Will e-auctions put realtors out of business?
by Julia King
(IDG) -- Forget balloons and Sunday afternoon open houses. Dee Mellor, a real estate agent in Littleton, Colo., listed a $1.3 million house for sale at www.Rbuy.com on a recent Monday morning and by the following Thursday had bidding inquiries from several prospective buyers.
On July 10, the house will go to the highest bidder, with Mellor orchestrating the online auction -- in $1,000 increments -- from her office PC. Once the house is sold, she will pocket the same commission she would have collected had she chauffeured the potential buyers in her 1998 BMW.
Her cost of doing business on Rbuy.com: 0.5% of the final sale price.
"The Internet has changed everything," said Mellor, a 27-year industry veteran. "Realtors who are not into the Internet will be out of business in the next year."
Launched earlier this month by Denver-based Rbuy Inc., Rbuy.com is the first online real estate auction site controlled by real estate agents. In that respect, it mimics the traditional, real-world home-buying process, but with a slight twist. Other sites list properties and charge buyers and sellers to list or sell, but Rbuy is exclusively for real estate agents.
Agents and sellers privately set the terms and conditions of the sale, while the market essentially sets the selling price during the auction period, which can last from three to 10 days. The Internet enables all interested buyers to see and bid on the property regardless of where they live.
"As a result, the seller gets the top dollar for the property," said Charles Huggins, president of Rbuy Inc. And real estate agents like Mellor significantly reduce the cost and amount of time associated with traditional real estate sales negotiations.
"People that are using the Internet aren't into bargaining," Mellor noted. "They're into getting their house sold as fast as possible. With this [Web site], they can set up a time and hold an auction whenever they want."
Another new Web site (www.realestate.com), run by Atlanta-based RealEstate.com Inc., is bringing the auction process to the mortgage business. Consumers like Victoria Cambrice enter the amount of money they want to borrow, how much money they owe to creditors and the loan terms they want. Those customer requests, which are stripped of name, address and other identifying data, are then put up for bidding by some 200 registered lenders.

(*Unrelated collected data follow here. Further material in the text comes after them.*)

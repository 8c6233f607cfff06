use serde::Serialize;
use serde_json::Value;
use std::collections::BTreeMap;
use std::sync::Arc;
use std::time::Duration;
use tokio::sync::watch;
use tracing::{error, info};

use taskmesh_agent::{
    AgentRegistry, AgentRuntime, ConfigHandle, ConfigManager, EchoAgent, ManagedAgent,
    RuntimeOptions, Worker,
};
use taskmesh_broker::{Broker, BrokerConfig, RedisBroker};
use taskmesh_coordinator::{Coordinator, TraceStatistics};
use taskmesh_core::{AgentId, AgentType, MessageId, Payload, Task};
use taskmesh_queue::{QueueManager, QueueStats};

use crate::error::{CliError, CliResult};

async fn connect() -> CliResult<Arc<dyn Broker>> {
    let config = BrokerConfig::from_env()?;
    info!(pool_size = config.pool_size, "Connecting to broker");
    let broker = RedisBroker::with_config(config).await?;
    Ok(Arc::new(broker))
}

/// Agents served by `taskmesh worker`
///
/// Submission routes against the same roster, so a task is only accepted for
/// a type some worker can run.
async fn deployment_roster(
    broker: &Arc<dyn Broker>,
    agent_id: Option<AgentId>,
    config: Option<ConfigHandle>,
) -> CliResult<Vec<Arc<dyn ManagedAgent>>> {
    let mut options = RuntimeOptions::default();
    if let Some(agent_id) = agent_id {
        options = options.with_agent_id(agent_id);
    }
    if let Some(config) = config {
        options = options.with_config(config);
    }

    let echo = AgentRuntime::start(EchoAgent, Arc::clone(broker), options).await?;
    Ok(vec![Arc::new(echo)])
}

fn print_json<T: Serialize>(value: &T) -> CliResult<()> {
    println!("{}", serde_json::to_string_pretty(value)?);
    Ok(())
}

pub async fn run_worker(poll_interval: Duration) -> CliResult<()> {
    let broker = connect().await?;
    let queues = QueueManager::new(Arc::clone(&broker));
    let configs = ConfigManager::from_env(Arc::clone(&broker)).await?;
    let live = configs.watch(AgentType::Echo.as_str()).await?;

    let agents = Arc::new(AgentRegistry::new());
    for agent in deployment_roster(&broker, None, Some(ConfigHandle::Live(live))).await? {
        info!(agent_id = %agent.agent_id(), agent_type = %agent.agent_type(), "Serving agent");
        agents.register(agent);
    }

    let (stop, shutdown) = watch::channel(false);
    tokio::spawn(async move {
        match tokio::signal::ctrl_c().await {
            Ok(()) => info!("Shutdown requested"),
            Err(e) => error!("Failed to listen for Ctrl-C: {}", e),
        }
        let _ = stop.send(true);
    });

    let worker = Worker::new(queues, Arc::clone(&agents)).with_poll_interval(poll_interval);
    worker.run(shutdown).await?;

    for agent in agents.drain() {
        agent.shutdown().await?;
    }
    Ok(())
}

#[derive(Serialize)]
struct Submitted {
    task_id: MessageId,
    message_id: MessageId,
}

pub async fn submit(agent_type: &str, data: &str) -> CliResult<()> {
    let task = Task::new(agent_type, parse_task_data(data)?);

    let broker = connect().await?;
    let coordinator = Coordinator::new(QueueManager::new(Arc::clone(&broker))).await?;
    let submitter = AgentId::parse("taskmesh-cli-echo")
        .map_err(|e| CliError::InvalidArgument(e.to_string()))?;
    for agent in deployment_roster(&broker, Some(submitter), None).await? {
        coordinator.register_agent(agent);
    }

    let routed = coordinator.route_task(&task).await;
    coordinator.shutdown().await?;
    let message_id = routed?;

    print_json(&Submitted {
        task_id: task.message_id,
        message_id,
    })
}

#[derive(Serialize)]
struct StatsReport {
    traces: TraceStatistics,
    queues: BTreeMap<String, QueueStats>,
}

pub async fn stats() -> CliResult<()> {
    let broker = connect().await?;
    let coordinator = Coordinator::new(QueueManager::new(broker)).await?;

    print_json(&StatsReport {
        traces: coordinator.get_trace_statistics().await?,
        queues: coordinator.queues().get_queue_stats().await?,
    })
}

pub async fn trace(task_id: &str) -> CliResult<()> {
    let task_id: MessageId = task_id
        .parse()
        .map_err(|e| CliError::InvalidArgument(format!("task id '{task_id}': {e}")))?;

    let broker = connect().await?;
    let coordinator = Coordinator::new(QueueManager::new(broker)).await?;
    match coordinator.trace_for_task(task_id).await? {
        Some(trace) => print_json(&trace),
        None => Err(CliError::NotFound(format!(
            "No trace recorded for task {task_id}"
        ))),
    }
}

pub async fn dead_letters(limit: usize) -> CliResult<()> {
    let broker = connect().await?;
    let coordinator = Coordinator::new(QueueManager::new(broker)).await?;
    print_json(&coordinator.dead_letters(limit).await?)
}

pub async fn config_show(agent_type: &str) -> CliResult<()> {
    let broker = connect().await?;
    let configs = ConfigManager::from_env(broker).await?;
    let config = configs.load_config(agent_type).await?;
    print!("{}", serde_yaml::to_string(&config)?);
    Ok(())
}

pub async fn config_set(agent_type: &str, settings: &[String]) -> CliResult<()> {
    if settings.is_empty() {
        return Err(CliError::InvalidArgument(
            "expected at least one key=value setting".to_string(),
        ));
    }
    let mut updates = Payload::new();
    for setting in settings {
        let (key, value) = parse_setting(setting)?;
        updates.insert(key, value);
    }

    let broker = connect().await?;
    let configs = ConfigManager::from_env(broker).await?;
    let config = configs.update_config(agent_type, updates).await?;
    print!("{}", serde_yaml::to_string(&config)?);
    Ok(())
}

fn parse_task_data(data: &str) -> CliResult<Payload> {
    match serde_json::from_str::<Value>(data) {
        Ok(Value::Object(map)) => Ok(map),
        Ok(_) => Err(CliError::InvalidArgument(
            "task data must be a JSON object".to_string(),
        )),
        Err(e) => Err(CliError::InvalidArgument(format!("task data: {e}"))),
    }
}

/// `key=value`, where the value is read as JSON when it parses and as a plain
/// string otherwise
fn parse_setting(setting: &str) -> CliResult<(String, Value)> {
    let (key, raw) = setting
        .split_once('=')
        .ok_or_else(|| CliError::InvalidArgument(format!("'{setting}' is not key=value")))?;
    let key = key.trim();
    if key.is_empty() {
        return Err(CliError::InvalidArgument(format!(
            "'{setting}' has an empty key"
        )));
    }

    let value = serde_json::from_str(raw).unwrap_or_else(|_| Value::String(raw.to_string()));
    Ok((key.to_string(), value))
}
//! # Taskmesh Coordinator
//!
//! Submission side of the taskmesh orchestration core.
//!
//! - [`Coordinator`]: routes tasks to live agents of the requested type,
//!   dead-letters tasks that cannot be delivered, and closes traces from
//!   agent responses
//! - [`TraceStore`]: per-task `trace:<id>` records whose status only moves
//!   forward
//! - [`TraceCounters`]: the global `message_trace` totals
//!
//! ## Example
//!
//! ```rust
//! use std::sync::Arc;
//! use taskmesh_agent::{AgentRuntime, EchoAgent, RuntimeOptions};
//! use taskmesh_broker::InMemoryBroker;
//! use taskmesh_coordinator::{Coordinator, TraceStatus};
//! use taskmesh_core::{Payload, Task};
//! use taskmesh_queue::QueueManager;
//!
//! # #[tokio::main]
//! # async fn main() -> Result<(), Box<dyn std::error::Error>> {
//! let broker = Arc::new(InMemoryBroker::new());
//! let coordinator = Coordinator::new(QueueManager::new(broker.clone())).await?;
//! let echo = AgentRuntime::start(EchoAgent, broker, RuntimeOptions::default()).await?;
//! coordinator.register_agent(Arc::new(echo));
//!
//! let task = Task::new("Echo", Payload::new());
//! coordinator.route_task(&task).await?;
//!
//! let trace = coordinator.trace_for_task(task.message_id).await?.unwrap();
//! assert_eq!(trace.status, TraceStatus::Routed);
//! # Ok(())
//! # }
//! ```

pub mod coordinator;
pub mod counters;
pub mod trace;

pub use coordinator::Coordinator;
pub use counters::{Counter, TraceCounters, TraceStatistics};
pub use trace::{Trace, TraceStatus, TraceStore};
//! Typed queue manager
//!
//! Enqueue writes a status record under `message:<id>` and then pushes a
//! [`JobRef`] onto `queue:<name>`. Workers pop job references, load the record,
//! and report the outcome into the queue's job registry
//! (`queue:<name>:registry`), which is what [`QueueManager::get_queue_stats`]
//! reads back.

use chrono::Utc;
use std::collections::BTreeMap;
use std::future::Future;
use std::sync::Arc;
use std::time::Duration;
use tracing::{debug, error, warn};

use taskmesh_broker::Broker;
use taskmesh_core::{
    BrokerResult, MessageId, OrchestrationError, OrchestrationResult, QueuePayload, RetryPolicy,
    TaskStatus, keys,
};

use crate::record::{Job, JobOutcome, JobRef, MessageRecord, QueueStats};
use crate::registration::QueueRegistry;

/// Processing ceiling applied when callers have no better value
pub const DEFAULT_JOB_TIMEOUT: Duration = Duration::from_secs(3600);

const REGISTRY_STARTED: &str = "started";
const REGISTRY_FINISHED: &str = "finished";
const REGISTRY_FAILED: &str = "failed";

/// Schema-checked enqueue/dequeue with per-message status tracking
///
/// # Example
///
/// ```rust
/// use std::sync::Arc;
/// use taskmesh_broker::InMemoryBroker;
/// use taskmesh_core::{Payload, Task, AGENT_TASK_QUEUE};
/// use taskmesh_queue::{QueueManager, DEFAULT_JOB_TIMEOUT};
///
/// # #[tokio::main]
/// # async fn main() -> Result<(), Box<dyn std::error::Error>> {
/// let queues = QueueManager::new(Arc::new(InMemoryBroker::new()));
/// let task = Task::new("Echo", Payload::new());
///
/// let id = queues.enqueue(AGENT_TASK_QUEUE, &task, DEFAULT_JOB_TIMEOUT).await?;
/// assert_eq!(id, task.message_id);
///
/// let record = queues.get_message_status(id).await?.expect("record exists");
/// assert_eq!(record.queue_type, AGENT_TASK_QUEUE);
/// # Ok(())
/// # }
/// ```
#[derive(Clone)]
pub struct QueueManager {
    broker: Arc<dyn Broker>,
    registry: QueueRegistry,
    retry: RetryPolicy,
}

impl QueueManager {
    /// Queue manager with the default registrations and retry policy
    pub fn new(broker: Arc<dyn Broker>) -> Self {
        Self {
            broker,
            registry: QueueRegistry::default(),
            retry: RetryPolicy::default(),
        }
    }

    pub fn with_registry(mut self, registry: QueueRegistry) -> Self {
        self.registry = registry;
        self
    }

    pub fn with_retry_policy(mut self, retry: RetryPolicy) -> Self {
        self.retry = retry;
        self
    }

    pub fn registry(&self) -> &QueueRegistry {
        &self.registry
    }

    pub fn retry_policy(&self) -> RetryPolicy {
        self.retry
    }

    pub fn broker(&self) -> &Arc<dyn Broker> {
        &self.broker
    }

    async fn retried<T, F, Fut>(&self, operation: &str, op: F) -> OrchestrationResult<T>
    where
        F: FnMut() -> Fut,
        Fut: Future<Output = BrokerResult<T>>,
    {
        Ok(self.retry.run(operation, op).await?)
    }

    /// Enqueue `message` onto `queue`, returning its message id
    ///
    /// The schema check runs before any broker call. The record write and the
    /// job push are retried together on transient broker failures.
    pub async fn enqueue<P: QueuePayload>(
        &self,
        queue: &str,
        message: &P,
        timeout: Duration,
    ) -> OrchestrationResult<MessageId> {
        self.registry.check::<P>(queue)?;

        let message_id = message.message_id();
        let enqueued_at = Utc::now();
        let data = serde_json::to_string(message)?;
        let job = serde_json::to_string(&JobRef {
            message_id,
            queue: queue.to_string(),
            timeout_secs: timeout.as_secs(),
            enqueued_at,
        })?;

        let broker = &self.broker;
        let record_key = keys::message(&message_id);
        let record_key = record_key.as_str();
        let queue_key = keys::queue(queue);
        let queue_key = queue_key.as_str();
        let fields = MessageRecord::pending_fields(data, queue, enqueued_at);
        let fields = fields.as_slice();
        let job = job.as_str();

        self.retried("enqueue", move || async move {
            broker.hset(record_key, fields).await?;
            broker.push(queue_key, job.to_string()).await
        })
        .await?;

        debug!(queue, message_id = %message_id, "Enqueued message");
        Ok(message_id)
    }

    /// Take the next job from `queue`, waiting up to `wait`
    ///
    /// The message is marked `processing` and counted as started. Job
    /// references whose status record has vanished are skipped. When the claim
    /// fails on the broker after the reference was popped, the reference goes
    /// back on the queue before the error is returned.
    pub async fn dequeue<P: QueuePayload>(
        &self,
        queue: &str,
        wait: Duration,
    ) -> OrchestrationResult<Option<Job<P>>> {
        self.registry.check::<P>(queue)?;
        let queue_key = keys::queue(queue);
        let mut wait = wait;

        loop {
            let broker = &self.broker;
            let key = queue_key.as_str();
            let raw = self
                .retried("dequeue", move || async move { broker.pop(key, wait).await })
                .await?;
            let Some(raw) = raw else {
                return Ok(None);
            };
            wait = Duration::ZERO;

            let reference: JobRef = match serde_json::from_str(&raw) {
                Ok(reference) => reference,
                Err(e) => {
                    warn!(queue, "Discarding unreadable job reference: {}", e);
                    continue;
                }
            };
            let message_id = reference.message_id;

            let record = match self.get_message_status(message_id).await {
                Ok(Some(record)) => record,
                Ok(None) => {
                    warn!(queue, message_id = %message_id, "Skipping job without a status record");
                    continue;
                }
                Err(e) => return Err(self.requeue(key, raw, message_id, e).await),
            };

            let payload = match record.payload::<P>() {
                Ok(payload) => payload,
                Err(e) => {
                    let reason = e.to_string();
                    self.update_message_status(message_id, TaskStatus::Failed, Some(&reason))
                        .await?;
                    self.bump_registry(queue, REGISTRY_FAILED, 1).await?;
                    return Err(e);
                }
            };

            if let Err(e) = self.mark_started(queue, message_id).await {
                return Err(self.requeue(key, raw, message_id, e).await);
            }

            debug!(queue, message_id = %message_id, "Dequeued message");
            return Ok(Some(Job { reference, payload }));
        }
    }

    async fn mark_started(&self, queue: &str, message_id: MessageId) -> OrchestrationResult<()> {
        self.update_message_status(message_id, TaskStatus::Processing, None)
            .await?;
        self.bump_registry(queue, REGISTRY_STARTED, 1).await
    }

    /// Put a popped reference back at the tail of its queue
    ///
    /// Returns `cause` so the caller still sees why the claim failed.
    async fn requeue(
        &self,
        queue_key: &str,
        raw: String,
        message_id: MessageId,
        cause: OrchestrationError,
    ) -> OrchestrationError {
        let broker = &self.broker;
        let raw = raw.as_str();
        let pushed = self
            .retried("requeue", move || async move {
                broker.push(queue_key, raw.to_string()).await
            })
            .await;

        match pushed {
            Ok(()) => warn!(message_id = %message_id, "Requeued job after failed claim: {}", cause),
            Err(e) => error!(
                message_id = %message_id,
                "Job lost, requeue after failed claim ({}) also failed: {}", cause, e
            ),
        }
        cause
    }

    /// Status record of a message, if one was ever enqueued
    pub async fn get_message_status(
        &self,
        message_id: MessageId,
    ) -> OrchestrationResult<Option<MessageRecord>> {
        let broker = &self.broker;
        let key = keys::message(&message_id);
        let key = key.as_str();
        let hash = self
            .retried("get_message_status", move || async move {
                broker.hgetall(key).await
            })
            .await?;

        if hash.is_empty() {
            return Ok(None);
        }
        MessageRecord::from_hash(message_id, &hash).map(Some)
    }

    /// Update the status of a known message
    ///
    /// Returns `false` for ids that were never enqueued, so late or duplicate
    /// updates never fail the caller.
    pub async fn update_message_status(
        &self,
        message_id: MessageId,
        status: TaskStatus,
        error: Option<&str>,
    ) -> OrchestrationResult<bool> {
        let broker = &self.broker;
        let key = keys::message(&message_id);
        let key = key.as_str();
        let fields = MessageRecord::status_fields(status, error);
        let fields = fields.as_slice();

        let updated = self
            .retried("update_message_status", move || async move {
                if !broker.exists(key).await? {
                    return Ok(false);
                }
                broker.hset(key, fields).await?;
                Ok(true)
            })
            .await?;

        if !updated {
            debug!(message_id = %message_id, "Status update for unknown message ignored");
        }
        Ok(updated)
    }

    /// Move a started job into the finished or failed registry
    pub async fn complete_job<P>(
        &self,
        job: &Job<P>,
        outcome: JobOutcome,
    ) -> OrchestrationResult<()> {
        self.bump_registry(job.queue(), REGISTRY_STARTED, -1).await?;
        self.bump_registry(job.queue(), outcome.registry_field(), 1)
            .await?;
        debug!(
            queue = job.queue(),
            message_id = %job.message_id(),
            outcome = outcome.registry_field(),
            "Completed job"
        );
        Ok(())
    }

    async fn bump_registry(&self, queue: &str, field: &str, delta: i64) -> OrchestrationResult<()> {
        let broker = &self.broker;
        let key = keys::queue_registry(queue);
        let key = key.as_str();
        self.retried("queue_registry", move || async move {
            broker.hincr(key, field, delta).await
        })
        .await?;
        Ok(())
    }

    /// Queued, started, finished and failed counts for every registered queue
    pub async fn get_queue_stats(&self) -> OrchestrationResult<BTreeMap<String, QueueStats>> {
        let mut stats = BTreeMap::new();

        for name in self.registry.names() {
            let queued = self.broker.len(&keys::queue(name)).await?;
            let registry = self.broker.hgetall(&keys::queue_registry(name)).await?;
            let count = |field: &str| {
                registry
                    .get(field)
                    .and_then(|raw| raw.parse::<i64>().ok())
                    .map_or(0, |n| n.max(0) as u64)
            };

            stats.insert(
                name.to_string(),
                QueueStats {
                    queued: queued as u64,
                    failed: count(REGISTRY_FAILED),
                    started: count(REGISTRY_STARTED),
                    finished: count(REGISTRY_FINISHED),
                },
            );
        }

        Ok(stats)
    }

    /// Up to `limit` queued messages, oldest first, without consuming them
    pub async fn peek<P: QueuePayload>(
        &self,
        queue: &str,
        limit: usize,
    ) -> OrchestrationResult<Vec<P>> {
        self.registry.check::<P>(queue)?;

        let raw = self.broker.range(&keys::queue(queue), limit).await?;
        let mut messages = Vec::with_capacity(raw.len());
        for entry in raw {
            let reference: JobRef = serde_json::from_str(&entry)?;
            match self.get_message_status(reference.message_id).await? {
                Some(record) => messages.push(record.payload::<P>()?),
                None => warn!(
                    queue,
                    message_id = %reference.message_id,
                    "Queued job has no status record"
                ),
            }
        }
        Ok(messages)
    }
}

Within 24 hours of going online, Cambrice, a financial analyst at Delta Air Lines Inc., received an e-mail from the Web site containing the contact information for the lender with the lowest bid. She paid nothing for the service and was under no obligation to call the lender. But she did call and got a loan.
"I paid 1% to close [the loan], and I saved three points. Plus my mortgage rate dropped from 12% to 8%, so basically I'm going to recapture the cost of refinancing in six months," she said.
But just as valuable, she said, is the time and hassles she saved. The paperwork also was minimal.
"If you've ever tried to get a mortgage, just to get qualified is a hassle," said Cambrice, who has bought and sold homes three times. "Mortgage people are so invasive. They ask you about your soul. It's intimidating, which is why people don't want to deal with it."
By comparison, "I did all of this from my computer. This is the best thing since sliced bread, but so many people are not savvy to doing it," she said.
Theodore Iacobuzio, an analyst at TowerGroup in Needham, Mass., agreed that only a very small fraction of buyers in the $1 trillion mortgage industry shop for and buy loans online. The real estate industry in general remains largely a face-to-face business in which consumers are still more comfortable doing business in the real world.
"As a friend of mine pointed out, you can't test a house for termites online. Somebody has got to go there and look," Iacobuzio said.